What you will do | Please write out exactly, and only, the lines from the first in the material below to the line containing "mass balances with", both included.

Available data |

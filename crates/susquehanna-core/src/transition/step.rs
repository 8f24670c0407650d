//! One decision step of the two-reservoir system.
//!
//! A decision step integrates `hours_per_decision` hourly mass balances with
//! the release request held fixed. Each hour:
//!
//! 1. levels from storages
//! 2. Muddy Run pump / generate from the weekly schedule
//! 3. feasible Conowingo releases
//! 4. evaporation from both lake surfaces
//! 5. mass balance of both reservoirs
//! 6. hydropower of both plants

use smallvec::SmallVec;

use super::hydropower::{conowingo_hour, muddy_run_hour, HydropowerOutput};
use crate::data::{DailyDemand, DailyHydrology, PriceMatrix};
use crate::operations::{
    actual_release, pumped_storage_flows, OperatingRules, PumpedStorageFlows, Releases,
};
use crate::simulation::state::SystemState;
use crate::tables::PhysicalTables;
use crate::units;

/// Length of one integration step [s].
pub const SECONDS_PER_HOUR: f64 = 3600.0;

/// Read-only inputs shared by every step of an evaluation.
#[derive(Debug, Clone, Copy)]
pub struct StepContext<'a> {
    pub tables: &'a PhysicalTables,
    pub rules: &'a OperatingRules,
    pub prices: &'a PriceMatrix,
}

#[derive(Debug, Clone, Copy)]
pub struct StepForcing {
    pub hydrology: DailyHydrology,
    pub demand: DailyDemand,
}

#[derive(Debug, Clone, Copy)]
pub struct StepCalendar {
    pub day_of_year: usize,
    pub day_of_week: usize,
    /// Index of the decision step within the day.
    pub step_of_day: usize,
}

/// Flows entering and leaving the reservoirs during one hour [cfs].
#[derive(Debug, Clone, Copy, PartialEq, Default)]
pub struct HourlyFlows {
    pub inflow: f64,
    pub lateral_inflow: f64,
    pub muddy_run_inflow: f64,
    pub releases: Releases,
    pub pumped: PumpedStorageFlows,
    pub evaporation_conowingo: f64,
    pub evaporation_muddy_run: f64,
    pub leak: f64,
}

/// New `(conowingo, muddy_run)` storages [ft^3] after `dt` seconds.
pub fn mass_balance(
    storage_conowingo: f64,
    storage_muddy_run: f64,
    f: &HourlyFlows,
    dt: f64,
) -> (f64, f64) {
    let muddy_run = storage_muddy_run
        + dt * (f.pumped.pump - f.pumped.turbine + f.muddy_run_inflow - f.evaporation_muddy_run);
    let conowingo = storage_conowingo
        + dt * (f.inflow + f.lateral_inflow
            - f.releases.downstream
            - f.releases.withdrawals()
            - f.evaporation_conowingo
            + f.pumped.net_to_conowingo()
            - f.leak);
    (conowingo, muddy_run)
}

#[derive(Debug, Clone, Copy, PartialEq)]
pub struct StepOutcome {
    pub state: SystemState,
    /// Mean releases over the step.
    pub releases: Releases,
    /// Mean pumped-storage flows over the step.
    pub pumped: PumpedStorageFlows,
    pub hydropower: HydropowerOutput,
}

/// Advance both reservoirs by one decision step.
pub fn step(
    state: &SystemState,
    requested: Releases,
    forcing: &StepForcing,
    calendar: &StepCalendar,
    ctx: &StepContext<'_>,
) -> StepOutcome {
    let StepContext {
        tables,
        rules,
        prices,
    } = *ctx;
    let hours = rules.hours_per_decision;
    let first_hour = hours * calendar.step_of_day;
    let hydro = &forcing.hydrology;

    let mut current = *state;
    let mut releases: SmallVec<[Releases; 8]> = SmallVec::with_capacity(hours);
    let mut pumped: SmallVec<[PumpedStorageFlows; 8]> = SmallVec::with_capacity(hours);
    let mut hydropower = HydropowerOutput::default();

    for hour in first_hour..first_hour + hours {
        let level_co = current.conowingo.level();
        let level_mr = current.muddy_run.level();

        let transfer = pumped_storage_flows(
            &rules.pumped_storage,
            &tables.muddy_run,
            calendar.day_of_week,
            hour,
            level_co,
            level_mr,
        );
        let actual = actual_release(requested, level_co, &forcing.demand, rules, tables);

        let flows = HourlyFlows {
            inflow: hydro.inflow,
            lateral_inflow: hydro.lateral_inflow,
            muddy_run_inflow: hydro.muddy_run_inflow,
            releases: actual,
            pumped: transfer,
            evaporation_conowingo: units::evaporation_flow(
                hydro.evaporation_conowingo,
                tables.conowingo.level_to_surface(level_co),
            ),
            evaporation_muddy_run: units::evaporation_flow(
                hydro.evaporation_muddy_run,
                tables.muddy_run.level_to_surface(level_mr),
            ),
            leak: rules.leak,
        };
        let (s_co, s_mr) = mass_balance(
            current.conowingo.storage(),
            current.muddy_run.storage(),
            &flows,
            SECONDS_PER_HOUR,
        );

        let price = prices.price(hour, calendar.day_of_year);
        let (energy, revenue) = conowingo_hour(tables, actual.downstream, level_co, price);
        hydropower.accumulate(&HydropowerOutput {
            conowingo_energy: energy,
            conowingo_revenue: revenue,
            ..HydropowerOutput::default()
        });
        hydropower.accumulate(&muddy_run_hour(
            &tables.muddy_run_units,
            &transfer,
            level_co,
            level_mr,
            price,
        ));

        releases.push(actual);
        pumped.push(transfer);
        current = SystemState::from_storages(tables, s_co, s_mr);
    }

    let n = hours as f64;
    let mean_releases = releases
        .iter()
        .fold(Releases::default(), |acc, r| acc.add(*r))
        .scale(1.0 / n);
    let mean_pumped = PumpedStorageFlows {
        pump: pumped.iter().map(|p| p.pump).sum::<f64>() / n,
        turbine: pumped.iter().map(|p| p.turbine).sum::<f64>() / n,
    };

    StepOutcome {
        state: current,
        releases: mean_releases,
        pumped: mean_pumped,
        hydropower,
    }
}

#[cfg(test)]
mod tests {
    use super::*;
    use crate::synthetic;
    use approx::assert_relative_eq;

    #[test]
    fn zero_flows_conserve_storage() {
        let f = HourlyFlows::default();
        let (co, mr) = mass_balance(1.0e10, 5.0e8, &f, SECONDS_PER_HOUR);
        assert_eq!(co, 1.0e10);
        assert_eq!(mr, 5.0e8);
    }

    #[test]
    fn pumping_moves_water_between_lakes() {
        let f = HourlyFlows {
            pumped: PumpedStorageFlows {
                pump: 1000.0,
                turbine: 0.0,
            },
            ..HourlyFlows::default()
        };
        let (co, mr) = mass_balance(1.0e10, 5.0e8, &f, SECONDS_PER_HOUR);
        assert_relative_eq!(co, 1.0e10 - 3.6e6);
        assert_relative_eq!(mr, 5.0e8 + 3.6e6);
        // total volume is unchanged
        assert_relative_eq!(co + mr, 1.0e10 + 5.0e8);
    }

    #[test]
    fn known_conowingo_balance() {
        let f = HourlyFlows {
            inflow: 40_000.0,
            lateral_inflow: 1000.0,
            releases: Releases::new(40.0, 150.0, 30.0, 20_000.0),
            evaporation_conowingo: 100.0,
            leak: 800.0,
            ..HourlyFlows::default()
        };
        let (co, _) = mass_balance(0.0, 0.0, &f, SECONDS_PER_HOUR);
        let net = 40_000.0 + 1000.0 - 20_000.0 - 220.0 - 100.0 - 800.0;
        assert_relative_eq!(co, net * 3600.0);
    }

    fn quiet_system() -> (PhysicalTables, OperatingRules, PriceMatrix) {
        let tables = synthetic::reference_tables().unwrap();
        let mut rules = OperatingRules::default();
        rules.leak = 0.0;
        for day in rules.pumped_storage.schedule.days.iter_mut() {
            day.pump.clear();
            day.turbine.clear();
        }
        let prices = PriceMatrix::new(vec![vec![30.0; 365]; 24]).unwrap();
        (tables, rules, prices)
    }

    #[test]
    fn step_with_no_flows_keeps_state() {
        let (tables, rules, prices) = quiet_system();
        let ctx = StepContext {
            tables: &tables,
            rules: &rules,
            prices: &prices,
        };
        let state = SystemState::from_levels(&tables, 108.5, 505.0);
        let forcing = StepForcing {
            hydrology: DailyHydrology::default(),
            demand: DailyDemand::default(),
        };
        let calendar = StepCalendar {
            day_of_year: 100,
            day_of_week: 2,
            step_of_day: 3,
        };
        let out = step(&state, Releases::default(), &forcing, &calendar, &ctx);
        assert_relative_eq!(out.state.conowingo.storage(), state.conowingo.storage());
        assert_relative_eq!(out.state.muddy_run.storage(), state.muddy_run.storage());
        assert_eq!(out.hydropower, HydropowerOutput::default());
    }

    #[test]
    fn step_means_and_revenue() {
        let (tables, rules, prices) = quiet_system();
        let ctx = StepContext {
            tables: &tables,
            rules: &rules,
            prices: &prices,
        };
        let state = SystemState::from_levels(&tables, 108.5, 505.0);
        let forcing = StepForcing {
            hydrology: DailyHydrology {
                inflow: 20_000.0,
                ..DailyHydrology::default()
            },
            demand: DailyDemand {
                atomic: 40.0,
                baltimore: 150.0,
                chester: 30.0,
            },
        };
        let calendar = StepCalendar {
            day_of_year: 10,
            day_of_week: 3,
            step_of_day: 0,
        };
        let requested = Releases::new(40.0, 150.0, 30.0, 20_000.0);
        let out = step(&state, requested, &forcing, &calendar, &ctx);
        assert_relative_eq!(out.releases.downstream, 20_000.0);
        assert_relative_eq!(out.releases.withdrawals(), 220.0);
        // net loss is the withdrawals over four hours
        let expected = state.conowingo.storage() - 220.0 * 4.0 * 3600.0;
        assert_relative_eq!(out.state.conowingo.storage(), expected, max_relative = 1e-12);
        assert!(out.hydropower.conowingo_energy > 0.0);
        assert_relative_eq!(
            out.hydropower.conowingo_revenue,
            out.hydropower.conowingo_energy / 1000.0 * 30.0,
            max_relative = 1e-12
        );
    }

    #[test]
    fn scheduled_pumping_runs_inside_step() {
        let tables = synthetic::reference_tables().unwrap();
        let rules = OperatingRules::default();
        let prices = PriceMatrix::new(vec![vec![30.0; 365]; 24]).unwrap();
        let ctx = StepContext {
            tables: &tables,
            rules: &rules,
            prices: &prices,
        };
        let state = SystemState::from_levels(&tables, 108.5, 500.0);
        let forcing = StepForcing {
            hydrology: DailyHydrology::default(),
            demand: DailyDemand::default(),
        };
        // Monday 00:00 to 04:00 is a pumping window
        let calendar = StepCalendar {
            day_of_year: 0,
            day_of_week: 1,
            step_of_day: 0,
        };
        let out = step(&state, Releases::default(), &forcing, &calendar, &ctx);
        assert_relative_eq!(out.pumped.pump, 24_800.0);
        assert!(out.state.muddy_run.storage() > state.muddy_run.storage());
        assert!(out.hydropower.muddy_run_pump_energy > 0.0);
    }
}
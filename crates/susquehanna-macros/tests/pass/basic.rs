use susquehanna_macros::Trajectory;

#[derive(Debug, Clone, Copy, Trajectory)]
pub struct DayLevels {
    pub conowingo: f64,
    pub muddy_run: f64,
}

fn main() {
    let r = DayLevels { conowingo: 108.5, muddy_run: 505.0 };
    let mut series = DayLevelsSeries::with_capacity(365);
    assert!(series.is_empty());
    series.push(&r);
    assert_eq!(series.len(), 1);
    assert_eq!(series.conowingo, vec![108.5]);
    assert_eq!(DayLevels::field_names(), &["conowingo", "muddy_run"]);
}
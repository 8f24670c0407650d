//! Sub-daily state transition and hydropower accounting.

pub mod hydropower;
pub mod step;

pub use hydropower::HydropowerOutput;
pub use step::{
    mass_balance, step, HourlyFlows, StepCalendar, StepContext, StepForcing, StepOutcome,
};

Exercise response |
filename crates/susquehanna-core/src/transition/step.rs
repository 8f24670c0407650d
//! One decision step of the two-reservoir system.
//!
//! A decision step integrates `hours_per_decision` hourly mass balances with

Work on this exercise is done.